Prueba de esta deleznable de desigualdad son las medidas que el propio kirchnerismo toma cuando quiere profundizar su populismo (invariablemente con más frecuencia y más descaro cerca de eventos electorales).
En esos momentos de reparto inescrupuloso de plata pública los destinatarios son una minoría de argentinos nucleados en la cada vez más raquítica categoría de trabajadores en relación de dependencia o de empleados públicos.
Ese colectivo, que no supera los 6 millones de personas (una “elite” cuando se lo compara contra todos los argentinos en edad de trabajar), se lleva todas las “mejoras” y todos los “mimos” de la demagogia peronista. A los demás que los parta un rayo.
Más allá de que muchos hasta agradecerían no recibir nada a cambio de perder su dignidad, lo cierto es que está ecuación barre definitivamente con la mentira del “país para todos”: el peronismo kirchnerista es quien más ha hecho por perfeccionar “un país para pocos”.
Primero -naturalmente y cómo decíamos más arriba- para sus propios jerarcas que han visto cómo sus fortunas se multiplicaban de manera obscena a la vista de todo el mundo.
La vicepresidente robó, en uno solo de los casos investigados y probados, más de 1000 millones de dólares de los bolsillos del pueblo por el que dice desvivirse.

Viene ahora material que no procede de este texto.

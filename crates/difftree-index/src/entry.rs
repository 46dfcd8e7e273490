//! Index entry types for tracked paths.

use difftree_types::StagedState;
use serde::{Deserialize, Serialize};

/// An entry in the staging index.
#[derive(Clone, Debug, PartialEq, Eq, Serialize, Deserialize)]
pub struct IndexEntry {
    /// Relative path from the workdir root.
    pub path: String,
    /// Status flags for this entry.
    pub flags: IndexFlags,
}

impl IndexEntry {
    /// Create an unstaged entry.
    pub fn new(path: impl Into<String>) -> Self {
        Self {
            path: path.into(),
            flags: IndexFlags::default(),
        }
    }

    /// Create an entry whose flags reproduce `state`.
    ///
    /// `Disabled` is a property of the whole index and maps to an unstaged
    /// entry.
    pub fn with_state(path: impl Into<String>, state: StagedState) -> Self {
        let mut entry = Self::new(path);
        entry.flags = IndexFlags::from_state(state);
        entry
    }

    /// The status this entry reports.
    pub fn state(&self) -> StagedState {
        self.flags.state()
    }
}

/// Status flags for an index entry.
#[derive(Clone, Debug, Default, PartialEq, Eq, Serialize, Deserialize)]
pub struct IndexFlags {
    /// Whether changes to the file are staged.
    pub staged: bool,
    /// Whether the worktree has further unstaged changes on top of the
    /// staged ones.
    pub partial: bool,
    /// Whether the file is in a conflict state.
    pub conflict: bool,
}

impl IndexFlags {
    fn from_state(state: StagedState) -> Self {
        match state {
            StagedState::Disabled | StagedState::Unstaged => Self::default(),
            StagedState::Staged => Self {
                staged: true,
                ..Self::default()
            },
            StagedState::PartiallyStaged => Self {
                staged: true,
                partial: true,
                ..Self::default()
            },
            StagedState::Conflicted => Self {
                conflict: true,
                ..Self::default()
            },
        }
    }

    fn state(&self) -> StagedState {
        if self.conflict {
            StagedState::Conflicted
        } else if self.staged && self.partial {
            StagedState::PartiallyStaged
        } else if self.staged {
            StagedState::Staged
        } else {
            StagedState::Unstaged
        }
    }
}

#[cfg(test)]
mod tests {
    use super::*;

    #[test]
    fn new_entry_is_unstaged() {
        let entry = IndexEntry::new("a.txt");
        assert_eq!(entry.flags, IndexFlags::default());
        assert_eq!(entry.state(), StagedState::Unstaged);
    }

    #[test]
    fn with_state_reproduces_the_state() {
        for state in [
            StagedState::Unstaged,
            StagedState::Staged,
            StagedState::PartiallyStaged,
            StagedState::Conflicted,
        ] {
            assert_eq!(IndexEntry::with_state("f", state).state(), state);
        }
    }

    #[test]
    fn disabled_entry_falls_back_to_unstaged() {
        let entry = IndexEntry::with_state("f", StagedState::Disabled);
        assert_eq!(entry.state(), StagedState::Unstaged);
    }
}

Sus propiedades, activos, joyas y empresas aparecieron donde antes no estaban y el saqueo fue de tal magnitud que dio hasta para aplicar una teoría paradójicamente demonizada cuando es argumentada por sus adversarios: la teoría del derrame.

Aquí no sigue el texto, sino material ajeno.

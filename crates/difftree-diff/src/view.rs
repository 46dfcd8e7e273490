//! The [`ChangeSetView`] trait read by the tree model.

use difftree_types::{contains_path, DeltaStatus};

/// Read-only access to an ordered change-set.
///
/// Implementations wrap whatever produced the change-set (a status diff, a
/// commit diff, a test fixture). Indices run from `0` to `count() - 1`;
/// out-of-range indices yield `None`.
pub trait ChangeSetView {
    /// Whether the change-set is usable at all.
    fn is_valid(&self) -> bool;

    /// Whether the change-set compares the working tree against the index,
    /// i.e. whether its entries can be staged.
    fn is_status_diff(&self) -> bool;

    /// Number of entries.
    fn count(&self) -> usize;

    /// Relative path of the entry at `index`.
    fn name(&self, index: usize) -> Option<&str>;

    /// Delta status of the entry at `index`.
    fn status(&self, index: usize) -> Option<DeltaStatus>;

    /// Paths of all entries at or beneath `prefix`, in change-set order.
    ///
    /// Matching is per segment: `"ab"` does not match `"abc/x"`. The empty
    /// prefix matches every entry.
    fn paths_under(&self, prefix: &str) -> Vec<String> {
        (0..self.count())
            .filter_map(|i| self.name(i))
            .filter(|name| contains_path(name, prefix))
            .map(str::to_string)
            .collect()
    }

    /// Distinct status codes of the entries beneath `prefix`, first-seen order.
    ///
    /// Empty for an invalid change-set.
    fn status_summary(&self, prefix: &str) -> String {
        let mut summary = String::new();
        if !self.is_valid() {
            return summary;
        }
        for i in 0..self.count() {
            let (Some(name), Some(status)) = (self.name(i), self.status(i)) else {
                continue;
            };
            if !contains_path(name, prefix) {
                continue;
            }
            let ch = status.status_char();
            if !summary.contains(ch) {
                summary.push(ch);
            }
        }
        summary
    }
}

Efectivamente, tanta fue la riqueza robada que hasta simples secretarios, choferes, jardineros u oscuros punteros se convirtieron en millonarios a la vuelta de unos pocos años.
Finalmente, las advertencias de lo que el peronismo siempre llamó “oligarquía” (que la gente no se dejara engañar porque, en realidad, era el peronismo el que venía a imponer un “país para pocos”, elitista y desigual solo para enriqueder con dinero publico a sus propios partidarios) se cumplió hasta en los más mínimos detalles. El sistema que había organizado lo que el peronismo llamaba “oligarquía” había producido, en ese sentido, un páis más “para todos” que lo que produjo esta desgracia nacional que el Coronel Perón logró imponer con la fuerza del ala nacionalista del ejército,
Resulta hasta grotesco escuchar a esta manga de delincuentes hablar de “pituquitos de la Recoleta” (con el ánimo de seguir insuflando un ya insoportable odio de clases) cuando no hay nadie más “pituco” que ellos si por eso entendemos lo que quieren dar a entender ellos, es decir, “gente con plata que vive en barrios pudientes”: ni sus propios intendentes viven en las barriadas pobres que gobiernan, todos lo hacen en lugares premium rodeados de los lujos de la abundancia.

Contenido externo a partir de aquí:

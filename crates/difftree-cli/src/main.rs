use clap::Parser;
use tracing::Level;

mod cli;
mod commands;
mod config;
mod render;

fn main() -> anyhow::Result<()> {
    let cli = cli::Cli::parse();
    let level = if cli.verbose { Level::DEBUG } else { Level::INFO };
    tracing_subscriber::fmt()
        .with_max_level(level)
        .with_writer(std::io::stderr)
        .init();
    commands::run_command(cli)
}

Pero el peronismo sí que ha sido eficiente en lograr algo: la riqueza no se le perdona al que la obtiene trabajando, innovando o emprendiendo; a ellos solo les aguarda la envidia. En cambio, aquellos que alcanzaron las mieles de la afluencia porque consiguieron un yeite que raya lo ilegal, deben ser los admirados de la película, el modelo a imitar. En imponer ese modelo el peronismo ha sido eficientísimo. Hay que reconocerlo
¿Cuándo se acabará tanta mentira organizada, como decía la canción de Miguel Cantilo? ¿Cuándo se abrirán los ojos de millones de ciudadanos que, usados hasta ahora como forros, es probable que hayan perdido, no solo la noción de la propia dignidad, sino hasta la capacidad de medir lo que los perjudica?
Sin esa pérdida casi completa de la capacidad de razonar el peronismo no sería posible. Lo fue y lo sigue siendo porque esa capacidad fue fulminada a propósito.
En los próximos meses terminaremos de ver si tanto aluvión populista logró anularla por completo o si dejó abierta alguna rendija suficientemente importante como para que por allí se cuele una saludable dosis de razonabilidad.